Scaling Up
This isn't the first bio-3D printer, but previous devices have been quite limited by the size of the living tissue they can create. That's because most living tissues need an influx of blood and nutrients to stay healthy, but 3D tissue printers aren't nearly advanced enough to print complex features like arteries and blood vessels. So by printing, say, a thick sphere of cartilage, you'd be sure to starve the cells trapped inside. According to Atala, until today the largest printed structure that could be kept alive without blood-cells was only 0.007 inches thick. That's about twice the size of a grain of salt.
ITOP, though, gets around this size limitation by fabricating a latticework of microscopic valleys into the bone, muscle, and cartilage it prints. Supported by the biodegradable plastic scaffolding, these valleys allow nutrients and blood to flow in, keeping tissues alive for months before they're implanted, and "indefinitely," after implantation, Atala says.
"This process allows the tissues we print to keep the structural integrity necessary to implant inside the body."

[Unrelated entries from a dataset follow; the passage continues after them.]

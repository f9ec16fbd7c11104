//! Uploaded documents.

use std::collections::BTreeMap;

use chrono::{NaiveDate, NaiveDateTime};
use serde::{Deserialize, Serialize};
use serde_json::Value;

use crate::gateway::{FilePart, Multipart};

#[derive(Debug, Clone, Copy, PartialEq, Eq, Hash, Serialize, Deserialize)]
#[serde(rename_all = "snake_case")]
pub enum DocumentType {
    Lawsuit,
    Motion,
    Complaint,
    CourtDecision,
    PowerOfAttorney,
    Contract,
    Correspondence,
    Evidence,
    ExpertOpinion,
    Other,
}

impl DocumentType {
    /// The wire name, as used in form fields.
    pub fn as_str(&self) -> &'static str {
        match self {
            Self::Lawsuit => "lawsuit",
            Self::Motion => "motion",
            Self::Complaint => "complaint",
            Self::CourtDecision => "court_decision",
            Self::PowerOfAttorney => "power_of_attorney",
            Self::Contract => "contract",
            Self::Correspondence => "correspondence",
            Self::Evidence => "evidence",
            Self::ExpertOpinion => "expert_opinion",
            Self::Other => "other",
        }
    }
}

#[derive(Debug, Clone, PartialEq, Serialize, Deserialize)]
pub struct Document {
    pub id: i64,
    #[serde(default)]
    pub case_id: Option<i64>,
    pub document_type: DocumentType,
    #[serde(default)]
    pub document_date: Option<NaiveDate>,
    #[serde(default)]
    pub description: Option<String>,
    #[serde(default)]
    pub tags: Vec<String>,
    #[serde(default)]
    pub is_template: bool,
    pub file_name: String,
    pub original_file_name: String,
    pub file_path: String,
    #[serde(default)]
    pub file_size: Option<u64>,
    #[serde(default)]
    pub file_format: Option<String>,
    #[serde(with = "super::timestamp")]
    pub upload_date: NaiveDateTime,
    #[serde(default)]
    pub ocr_text: Option<String>,
    #[serde(default)]
    pub extracted_metadata: Option<BTreeMap<String, Value>>,
    #[serde(default = "first_version")]
    pub version: u32,
    #[serde(default)]
    pub created_by: Option<i64>,
    #[serde(with = "super::timestamp")]
    pub created_at: NaiveDateTime,
}

fn first_version() -> u32 {
    1
}

/// Partial update of a document's metadata.
#[derive(Debug, Clone, Default, Serialize)]
pub struct DocumentUpdate {
    #[serde(skip_serializing_if = "Option::is_none")]
    pub document_type: Option<DocumentType>,
    #[serde(skip_serializing_if = "Option::is_none")]
    pub document_date: Option<NaiveDate>,
    #[serde(skip_serializing_if = "Option::is_none")]
    pub description: Option<String>,
    #[serde(skip_serializing_if = "Option::is_none")]
    pub tags: Option<Vec<String>>,
    #[serde(skip_serializing_if = "Option::is_none")]
    pub is_template: Option<bool>,
}

/// A file plus its metadata, sent as `multipart/form-data`.
#[derive(Debug, Clone)]
pub struct DocumentUpload {
    pub file: FilePart,
    pub document_type: DocumentType,
    pub case_id: Option<i64>,
    pub document_date: Option<NaiveDate>,
    pub description: Option<String>,
    pub tags: Vec<String>,
    pub is_template: bool,
    pub auto_ocr: bool,
}

impl DocumentUpload {
    pub fn new(file: FilePart, document_type: DocumentType) -> Self {
        Self {
            file,
            document_type,
            case_id: None,
            document_date: None,
            description: None,
            tags: Vec::new(),
            is_template: false,
            auto_ocr: true,
        }
    }

    pub(crate) fn into_multipart(self) -> Multipart {
        let mut form = Multipart::new()
            .file(self.file)
            .text("document_type", self.document_type.as_str())
            .text("is_template", self.is_template.to_string())
            .text("auto_ocr", self.auto_ocr.to_string());

        if let Some(case_id) = self.case_id {
            form = form.text("case_id", case_id.to_string());
        }
        if let Some(date) = self.document_date {
            form = form.text("document_date", date.to_string());
        }
        if let Some(description) = self.description {
            form = form.text("description", description);
        }
        if !self.tags.is_empty() {
            // The backend expects tags as a JSON array string
            form = form.text("tags", Value::from(self.tags).to_string());
        }
        form
    }
}

/// Result of an OCR run.
#[derive(Debug, Clone, PartialEq, Serialize, Deserialize)]
pub struct OcrResult {
    pub document_id: i64,
    pub ocr_text: String,
    pub success: bool,
}
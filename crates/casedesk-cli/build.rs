//! Build script to capture git version information at compile time.

use std::process::Command;

fn main() {
    println!("cargo:rerun-if-changed=.git/HEAD");
    println!("cargo:rerun-if-changed=.git/refs/");

    let version = git_version().unwrap_or_else(|| env!("CARGO_PKG_VERSION").to_string());

    println!("cargo:rustc-env=CASEDESK_VERSION={}", version);
}

fn git_version() -> Option<String> {
    let output = Command::new("git")
        .args(["describe", "--tags", "--always"])
        .output()
        .ok()?;

    if !output.status.success() {
        return None;
    }

    let version = String::from_utf8(output.stdout).ok()?;
    let version = version.trim();

    if version.is_empty() {
        return None;
    }

    let version = version.strip_prefix('v').unwrap_or(version);
    Some(version.to_string())
}
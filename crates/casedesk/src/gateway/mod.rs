//! Authenticated request gateway.
//!
//! Every backend call goes through [`Gateway::send`]. The gateway attaches
//! the bearer token, renews it once on a 401 and tears the session down
//! when renewal is impossible.

mod client;
pub(crate) mod endpoints;
mod request;

pub use client::{Download, Gateway};
pub use request::{ApiRequest, Attempt, FilePart, Multipart, RequestBody};
pub use reqwest::Method;
//! Login credentials type.

use std::fmt;

/// Username and password for `POST /api/auth/login`.
///
/// # Security
///
/// The password is never exposed in Debug output to prevent accidental logging.
///
/// # Example
///
/// ```
/// use casedesk::Credentials;
///
/// let creds = Credentials::new("clerk", "correct horse battery");
/// assert_eq!(creds.username(), "clerk");
/// ```
#[derive(Clone)]
pub struct Credentials {
    username: String,
    password: String,
}

impl Credentials {
    /// Create new credentials.
    pub fn new(username: impl Into<String>, password: impl Into<String>) -> Self {
        Self {
            username: username.into(),
            password: password.into(),
        }
    }

    /// Returns the username.
    pub fn username(&self) -> &str {
        &self.username
    }

    /// Returns the password.
    ///
    /// Only used to build the login form body.
    pub(crate) fn password(&self) -> &str {
        &self.password
    }
}

impl fmt::Debug for Credentials {
    fn fmt(&self, f: &mut fmt::Formatter<'_>) -> fmt::Result {
        f.debug_struct("Credentials")
            .field("username", &self.username)
            .field("password", &"[REDACTED]")
            .finish()
    }
}
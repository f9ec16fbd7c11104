use std::future::Future;

use tracing::debug;

use crate::error::Error;

/// Lifecycle of the most recent request made through a store.
#[derive(Debug, Clone, Default, PartialEq, Eq)]
pub struct RequestState {
    pub loading: bool,
    pub error: Option<String>,
}

impl RequestState {
    /// Drive `request`, keeping `loading` and `error` in step with it.
    ///
    /// On failure `error` gets the backend's message, or `fallback` when
    /// the backend sent none.
    pub(crate) async fn track<T, F>(&mut self, fallback: &str, request: F) -> Result<T, Error>
    where
        F: Future<Output = Result<T, Error>>,
    {
        self.loading = true;
        self.error = None;

        let result = request.await;

        self.loading = false;
        if let Err(ref e) = result {
            debug!(error = %e, "Store request failed");
            self.error = Some(e.user_message(fallback));
        }
        result
    }
}
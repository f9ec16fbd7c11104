//! Backend endpoint paths and the auth request/response bodies.

use serde::{Deserialize, Serialize};

// ============================================================================
// Endpoint Paths
// ============================================================================

pub const AUTH_LOGIN: &str = "/api/auth/login";

/// Never renewed for: a 401 here tears the session down directly.
pub const AUTH_REFRESH: &str = "/api/auth/refresh";

pub const AUTH_LOGOUT: &str = "/api/auth/logout";

pub const AUTH_ME: &str = "/api/auth/me";

pub const AUTH_REGISTER: &str = "/api/auth/register";

pub const CASES: &str = "/api/cases";

pub const DOCUMENTS: &str = "/api/documents";

pub const PERSONS: &str = "/api/persons";

pub const EVENTS: &str = "/api/events";

pub const LEGAL_ACTS: &str = "/api/legal-acts";

pub const TEMPLATES: &str = "/api/templates";

pub const SEARCH: &str = "/api/search";

pub const REPORTS: &str = "/api/reports";

pub const ADMIN: &str = "/api/admin";

// ============================================================================
// Request/Response Types
// ============================================================================

/// Request body for the refresh endpoint.
#[derive(Serialize)]
pub struct RefreshRequest<'a> {
    pub refresh_token: &'a str,
}

/// Response from the refresh endpoint. The refresh token is not rotated.
#[derive(Deserialize)]
pub struct RefreshResponse {
    pub access_token: String,
}
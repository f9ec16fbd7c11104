//! casedesk - client library for a legal case-management backend
//!
//! All backend traffic flows through a [`Gateway`], which attaches the
//! session's bearer token, renews it once when the backend answers 401,
//! and tears the session down when renewal is impossible. On top of it sit
//! typed per-resource wrappers ([`api`]), a route table with an
//! authentication guard ([`router`]) and caching state stores ([`store`]).
//!
//! # Example
//!
//! ```no_run
//! use std::sync::Arc;
//!
//! use casedesk::{Client, ClientConfig, Credentials, MemoryStore, Router, SessionContext};
//! use casedesk::models::ListParams;
//!
//! # async fn example() -> casedesk::Result<()> {
//! let config = ClientConfig::from_env()?;
//! let session = SessionContext::restore(Arc::new(MemoryStore::new()))?;
//! let router = Arc::new(Router::new(session.clone()));
//! let client = Client::new(&config, session, router);
//!
//! let mut auth = client.auth_store();
//! auth.login(&Credentials::new("clerk", "correct horse battery")).await?;
//!
//! let mut cases = client.cases_store();
//! cases.fetch(ListParams::new().filter("case_status", "in_progress")).await?;
//! for case in cases.items() {
//!     println!("{}: {}", case.case_number, case.title);
//! }
//! # Ok(())
//! # }
//! ```

pub mod api;
pub mod auth;
pub mod client;
pub mod config;
pub mod error;
pub mod gateway;
pub mod models;
pub mod router;
pub mod store;
pub mod types;

// Re-export primary types at crate root for convenience
pub use auth::{CredentialStore, Credentials, FileStore, MemoryStore, SessionContext};
pub use client::Client;
pub use config::ClientConfig;
pub use error::Error;
pub use gateway::{ApiRequest, Download, Gateway};
pub use router::{Navigation, Navigator, NoopNavigator, Router};
pub use types::ApiUrl;

/// Result type alias using the crate's Error type.
pub type Result<T> = std::result::Result<T, Error>;
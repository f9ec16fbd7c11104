//! Administration: settings, audit log, backups and system information.

use std::collections::BTreeMap;

use chrono::NaiveDateTime;
use serde::{Deserialize, Serialize};
use serde_json::Value;

#[derive(Debug, Clone, PartialEq, Serialize, Deserialize)]
pub struct Setting {
    pub id: i64,
    pub key: String,
    pub value: String,
    #[serde(default)]
    pub description: Option<String>,
    #[serde(with = "super::timestamp")]
    pub updated_at: NaiveDateTime,
}

/// Body of `PUT /api/admin/settings/{key}`. A missing description is sent
/// as `null`.
#[derive(Debug, Clone, Serialize)]
pub struct SettingUpdate {
    pub value: String,
    pub description: Option<String>,
}

#[derive(Debug, Clone, PartialEq, Serialize, Deserialize)]
pub struct AuditLogEntry {
    pub id: i64,
    #[serde(default)]
    pub user_id: Option<i64>,
    #[serde(default)]
    pub username: Option<String>,
    pub action: String,
    pub entity_type: String,
    #[serde(default)]
    pub entity_id: Option<i64>,
    #[serde(default)]
    pub old_value: Option<BTreeMap<String, Value>>,
    #[serde(default)]
    pub new_value: Option<BTreeMap<String, Value>>,
    #[serde(default)]
    pub ip_address: Option<String>,
    #[serde(default)]
    pub user_agent: Option<String>,
    #[serde(with = "super::timestamp")]
    pub created_at: NaiveDateTime,
}

#[derive(Debug, Clone, Default, Serialize)]
pub struct AuditLogParams {
    #[serde(skip_serializing_if = "Option::is_none")]
    pub limit: Option<u32>,
}

#[derive(Debug, Clone, PartialEq, Serialize, Deserialize)]
pub struct BackupResult {
    pub success: bool,
    pub filename: String,
    pub size: u64,
    #[serde(default)]
    pub path: Option<String>,
    #[serde(with = "super::timestamp")]
    pub created_at: NaiveDateTime,
}

/// Deployment information reported by `GET /api/admin/system-info`.
#[derive(Debug, Clone, Default, PartialEq, Serialize, Deserialize)]
#[serde(default)]
pub struct SystemInfo {
    pub version: String,
    pub environment: String,
    pub debug: bool,
    pub ollama: OllamaInfo,
    pub database: DatabaseInfo,
    pub storage: StorageInfo,
}

#[derive(Debug, Clone, Default, PartialEq, Serialize, Deserialize)]
#[serde(default)]
pub struct OllamaInfo {
    pub enabled: bool,
    pub available: bool,
    pub url: Option<String>,
}

#[derive(Debug, Clone, Default, PartialEq, Serialize, Deserialize)]
#[serde(default)]
pub struct DatabaseInfo {
    pub total_cases: u64,
    pub total_persons: u64,
    pub total_documents: u64,
}

#[derive(Debug, Clone, Default, PartialEq, Serialize, Deserialize)]
#[serde(default)]
pub struct StorageInfo {
    pub path: Option<String>,
    pub max_file_size: Option<u64>,
}
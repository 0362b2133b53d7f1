// SPDX-License-Identifier: AGPL-3.0-or-later
// © 2025 Ryo ∴ SpiralArchitect (kishkavsesvit@icloud.com)
// Part of SpiralTorch — Licensed under AGPL-3.0-or-later.
// Unauthorized derivative works or closed redistribution prohibited under AGPL §13.

//! Assembly of the label-to-image generation graph.
//!
//! The builder plans every shape up front, then appends stages only when
//! their driving option is set or the planned shapes say they do work. The
//! resulting [`Graph`] consumes
//!
//! * `labels`: raw label values, `labels_shape + [1]`, `I32`
//! * `means` / `std_devs`: `[n_labels, n_channels]`, `F32`
//! * `affine`: `[n_dims + 1, n_dims + 1]`, required iff linear deformation is on
//! * `nonlinear_field`: optional coarse velocity field
//!
//! and emits `image` (`output_shape + [n_channels]`) and `labels`
//! (`output_shape + [1]`).

use tracing::{debug, info, warn};

use crate::error::{ensure_rank, invalid, SynthError, SynthResult};
use crate::graph::{Graph, GraphBuilder, NodeId};
use crate::labels::LabelSpec;
use crate::ops::orientation::left_right_axis;
use crate::resolution::ResolutionSpec;
use crate::shapes::{plan_shapes, ShapePlan};
use crate::stages::{
    BackgroundPolicy, BiasField, Blur, Clip, Concat, Deform, ForegroundMask, Gamma,
    MinMaxNormalise, Multiply, NonlinearDeformation, Pad, PassThrough, RandomCrop, RandomFlip,
    RemapLabels, Resample, ResampleLabels, ResetLabels, RestrictSlab, SampleGmm, SelectChannel,
};
use crate::value::TensorSpec;

pub const LABELS_INPUT: &str = "labels";
pub const MEANS_INPUT: &str = "means";
pub const STD_DEVS_INPUT: &str = "std_devs";
pub const AFFINE_INPUT: &str = "affine";
pub const NONLINEAR_FIELD_INPUT: &str = "nonlinear_field";
pub const IMAGE_OUTPUT: &str = "image";
pub const LABELS_OUTPUT: &str = "labels";

/// Upper bound on scaling-and-squaring steps of the velocity field.
pub const MAX_INTEGRATION_STEPS: u32 = 16;

/// Feature switches and constants of a generation graph.
#[derive(Clone, Debug, PartialEq)]
pub struct GenerationOptions {
    pub output_shape: Option<Vec<usize>>,
    pub output_div_by_n: Option<usize>,
    pub padding_margin: Option<Vec<usize>>,
    pub flipping: bool,
    /// Orientation matrix of the label map, `(n_dims + 1)` square rows.
    pub reference_orientation: Option<Vec<Vec<f64>>>,
    pub apply_linear_trans: bool,
    pub apply_nonlin_trans: bool,
    pub nonlin_std: f32,
    pub nonlin_shape_factor: f64,
    pub blur_background: bool,
    /// Simulate acquisition at `data_res` before resampling to the output.
    pub downsample: bool,
    pub blur_range: Option<f32>,
    /// `[front_low, front_high, back_low, back_high]` fractions for channel 1.
    pub crop_channel2: Option<Vec<f32>>,
    /// Axis restricted by `crop_channel2`; the last spatial axis when absent.
    pub crop_channel2_axis: Option<usize>,
    pub apply_bias_field: bool,
    pub bias_field_std: f32,
    pub bias_shape_factor: f64,
    pub background_reset_prob: f32,
    pub background_zero_prob: f32,
    pub background_mean_max: f32,
    pub background_std_max: f32,
    pub gamma_std: f32,
    pub flip_prob: f32,
    pub intensity_clip: [f32; 2],
    pub svf_integration_steps: u32,
}

impl Default for GenerationOptions {
    fn default() -> Self {
        Self {
            output_shape: None,
            output_div_by_n: None,
            padding_margin: None,
            flipping: true,
            reference_orientation: None,
            apply_linear_trans: true,
            apply_nonlin_trans: true,
            nonlin_std: 3.0,
            nonlin_shape_factor: 0.0625,
            blur_background: true,
            downsample: false,
            blur_range: Some(1.15),
            crop_channel2: None,
            crop_channel2_axis: None,
            apply_bias_field: true,
            bias_field_std: 0.3,
            bias_shape_factor: 0.025,
            background_reset_prob: 0.2,
            background_zero_prob: 0.5,
            background_mean_max: 10.0,
            background_std_max: 5.0,
            gamma_std: 0.5,
            flip_prob: 0.5,
            intensity_clip: [0.0, 300.0],
            svf_integration_steps: 7,
        }
    }
}

impl GenerationOptions {
    /// Options with every optional stage switched off.
    pub fn minimal() -> Self {
        Self {
            flipping: false,
            apply_linear_trans: false,
            apply_nonlin_trans: false,
            blur_range: None,
            apply_bias_field: false,
            ..Self::default()
        }
    }

    fn validate(&self, n_dims: usize) -> SynthResult<()> {
        if let Some(shape) = &self.output_shape {
            ensure_rank("output_shape", n_dims, shape.len())?;
        }
        if let Some(margin) = &self.padding_margin {
            ensure_rank("padding_margin", n_dims, margin.len())?;
        }
        if let Some(range) = self.blur_range {
            if !(range.is_finite() && range > 0.0) {
                return Err(invalid("blur_range", format!("{range} must be positive")));
            }
        }
        for (label, factor) in [
            ("nonlin_shape_factor", self.nonlin_shape_factor),
            ("bias_shape_factor", self.bias_shape_factor),
        ] {
            if !(factor.is_finite() && factor > 0.0) {
                return Err(invalid(label, format!("{factor} must be positive")));
            }
        }
        if !(1..=MAX_INTEGRATION_STEPS).contains(&self.svf_integration_steps) {
            return Err(invalid(
                "svf_integration_steps",
                format!(
                    "{} is outside 1..={MAX_INTEGRATION_STEPS}",
                    self.svf_integration_steps
                ),
            ));
        }
        for (label, std) in [
            ("nonlin_std", self.nonlin_std),
            ("bias_field_std", self.bias_field_std),
            ("gamma_std", self.gamma_std),
            ("background_mean_max", self.background_mean_max),
            ("background_std_max", self.background_std_max),
        ] {
            if !(std.is_finite() && std >= 0.0) {
                return Err(invalid(label, format!("{std} must be non-negative")));
            }
        }
        for (label, p) in [
            ("background_reset_prob", self.background_reset_prob),
            ("background_zero_prob", self.background_zero_prob),
            ("flip_prob", self.flip_prob),
        ] {
            if !(0.0..=1.0).contains(&p) {
                return Err(invalid(label, format!("{p} is not a probability")));
            }
        }
        let [low, high] = self.intensity_clip;
        if !(low.is_finite() && high.is_finite() && low < high) {
            return Err(invalid("intensity_clip", format!("[{low}, {high}] is empty")));
        }
        Ok(())
    }

    fn background_policy(&self) -> BackgroundPolicy {
        if self.blur_background {
            BackgroundPolicy::Blurred {
                reset_prob: self.background_reset_prob,
            }
        } else {
            BackgroundPolicy::Excluded {
                zero_prob: self.background_zero_prob,
                mean_max: self.background_mean_max,
                std_max: self.background_std_max,
            }
        }
    }

    fn slab_restriction(&self, n_dims: usize, n_channels: usize) -> SynthResult<Option<RestrictSlab>> {
        let Some(bounds) = &self.crop_channel2 else {
            return Ok(None);
        };
        let bounds: [f32; 4] = bounds.as_slice().try_into().map_err(|_| {
            invalid("crop_channel2", format!("needs 4 values, got {}", bounds.len()))
        })?;
        let axis = self.crop_channel2_axis.unwrap_or(n_dims - 1);
        if axis >= n_dims {
            return Err(invalid(
                "crop_channel2_axis",
                format!("{axis} is out of range for {n_dims} dimensions"),
            ));
        }
        let stage = RestrictSlab::new(axis, bounds)?;
        if n_channels < 2 {
            warn!("crop_channel2 is set but the graph has a single channel; ignoring it");
            return Ok(None);
        }
        Ok(Some(stage))
    }
}

/// A built graph together with the shapes it was planned for.
#[derive(Debug)]
pub struct GenerationGraph {
    graph: Graph,
    plan: ShapePlan,
    n_channels: usize,
}

impl GenerationGraph {
    pub fn graph(&self) -> &Graph {
        &self.graph
    }

    pub fn plan(&self) -> &ShapePlan {
        &self.plan
    }

    pub fn n_channels(&self) -> usize {
        self.n_channels
    }

    pub fn into_graph(self) -> Graph {
        self.graph
    }
}

/// Shared, read-only state handed to every per-channel pipeline.
struct ChannelContext<'a> {
    resolution: &'a ResolutionSpec,
    options: &'a GenerationOptions,
    plan: &'a ShapePlan,
    restriction: Option<&'a RestrictSlab>,
}

/// Builds the generation graph for label maps of spatial shape `labels_shape`.
///
/// The channel count is the number of `data_res` rows of `resolution`.
pub fn build_generation_graph(
    labels_shape: &[usize],
    labels: &LabelSpec,
    resolution: &ResolutionSpec,
    options: &GenerationOptions,
) -> SynthResult<GenerationGraph> {
    let n_dims = resolution.n_dims();
    let n_channels = resolution.n_channels();
    ensure_rank("labels_shape", n_dims, labels_shape.len())?;
    if labels_shape.contains(&0) {
        return Err(invalid("labels_shape", format!("{labels_shape:?} has an empty axis")));
    }
    options.validate(n_dims)?;

    // Orientation and the sided split are checked before any node exists.
    let flip = if options.flipping {
        let aff = options
            .reference_orientation
            .as_ref()
            .ok_or(SynthError::MissingOrientation)?;
        let axis = left_right_axis(aff, n_dims)?;
        Some(RandomFlip::new(axis, labels.contralateral_swap()?, options.flip_prob))
    } else {
        None
    };
    let restriction = options.slab_restriction(n_dims, n_channels)?;

    let plan = plan_shapes(
        labels_shape,
        options.output_shape.as_deref(),
        resolution.atlas_res(),
        resolution.target_res(),
        options.padding_margin.as_deref(),
        options.output_div_by_n,
    )?;

    let n_labels = labels.len();
    let mut builder = GraphBuilder::new();
    let raw_labels = builder.input(
        LABELS_INPUT,
        TensorSpec::i32(with_channel_axis(labels_shape, 1)),
        true,
    )?;
    let means = builder.input(MEANS_INPUT, TensorSpec::f32(vec![n_labels, n_channels]), true)?;
    let std_devs = builder.input(
        STD_DEVS_INPUT,
        TensorSpec::f32(vec![n_labels, n_channels]),
        true,
    )?;
    let affine = if options.apply_linear_trans {
        Some(builder.input(
            AFFINE_INPUT,
            TensorSpec::f32(vec![n_dims + 1, n_dims + 1]),
            true,
        )?)
    } else {
        None
    };
    let nonlinear = if options.apply_nonlin_trans {
        let coarse_shape = scaled_shape(&plan.padded_shape, options.nonlin_shape_factor);
        let field = builder.input(
            NONLINEAR_FIELD_INPUT,
            TensorSpec::f32(with_channel_axis(&coarse_shape, n_dims)),
            false,
        )?;
        Some((
            field,
            NonlinearDeformation {
                coarse_shape,
                std: options.nonlin_std,
                integration_steps: options.svf_integration_steps,
            },
        ))
    } else {
        None
    };

    // Label side.
    let mut dense = builder.push(RemapLabels::new(labels.forward_table()), &[raw_labels])?;
    if let Some(margin) = &plan.padding_margin {
        dense = builder.push(Pad::new(margin.clone()), &[dense])?;
    }
    if affine.is_some() || nonlinear.is_some() {
        let mut inputs = vec![dense];
        inputs.extend(affine);
        inputs.extend(nonlinear.as_ref().map(|(field, _)| *field));
        let stage = Deform::new(n_dims, affine.is_some(), nonlinear.map(|(_, settings)| settings));
        dense = builder.push(stage, &inputs)?;
    }
    if plan.needs_crop() {
        dense = builder.push(RandomCrop::new(plan.crop_shape.clone()), &[dense])?;
    }
    if let Some(flip) = flip {
        dense = builder.push(flip, &[dense])?;
    }

    // Image side.
    let image = builder.push(
        SampleGmm::new(n_labels, n_channels),
        &[dense, means, std_devs],
    )?;
    let mask = builder.push(ForegroundMask, &[dense])?;
    let context = ChannelContext {
        resolution,
        options,
        plan: &plan,
        restriction: restriction.as_ref(),
    };
    let mut channels = Vec::with_capacity(n_channels);
    for index in 0..n_channels {
        channels.push(channel_pipeline(&mut builder, &context, index, image, mask)?);
    }
    let image = if channels.len() > 1 {
        builder.push(Concat, &channels)?
    } else {
        channels[0]
    };

    // Labels back to output space.
    if plan.needs_resample() {
        dense = builder.push(ResampleLabels::new(plan.output_shape.clone()), &[dense])?;
    }
    let mut out_labels = builder.push_named(
        "restore_labels",
        RemapLabels::new(labels.inverse_table()),
        &[dense],
    )?;
    let to_reset = labels.labels_to_reset();
    if !to_reset.is_empty() {
        out_labels = builder.push(ResetLabels::new(to_reset), &[out_labels])?;
    }
    let image = builder.push(PassThrough, &[image, out_labels])?;

    let graph = builder.finish(vec![
        (IMAGE_OUTPUT.to_string(), image),
        (LABELS_OUTPUT.to_string(), out_labels),
    ])?;
    info!(
        stages = graph.describe().len(),
        n_channels,
        crop_shape = ?plan.crop_shape,
        output_shape = ?plan.output_shape,
        "built generation graph"
    );
    Ok(GenerationGraph {
        graph,
        plan,
        n_channels,
    })
}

The team has shown that ITOP can print a impressive suite of living materials. In their demonstrations, the scientists crafted infant-sized ears of cartilage, chunks of replacement jawbone and shards of skull bones, and strips of muscle. Although these tissues are one-dimensional in that they're all crafted from stem cells that develop into a variety of different cell types, "the tissues mature to the same level as normal tissue would," says Atala.
The team has now implanted some of this bone, cartilage, and muscle tissue to great success. But not into humans—yet. In a weird throwback to the Vacanti mouse, the researchers printed an infant's ear of rabbit cartilage under the skin of a mouse, and let it grow. Months after implantation, the cartilage still looks just like an ear, and the mouse's body had started to attach and grow blood-vessels on it. A similar process happened with rat-implanted bone printed from human stem cells: Veins started to take hold.
Two weeks after implanting a strip of printed muscle in a rat, Atala's team found that it likewise started to thrive. While it only weakly responded to electric prodding (the researchers liken it to immature, developing muscle) the muscle started to grow both blood vessels and nerves.
For now, Atala's team is testing the long-term safety of ITOP's approach as a run-up to developing tissues for human implantation. In the future, the researchers hope to work with stem cells taken directly from a patient. But Atala believes that for some simple tissues like bone, the theoretical barriers for 3D printing customized replacement parts (say, a new kneecap, hot of the press) may be barriers no more.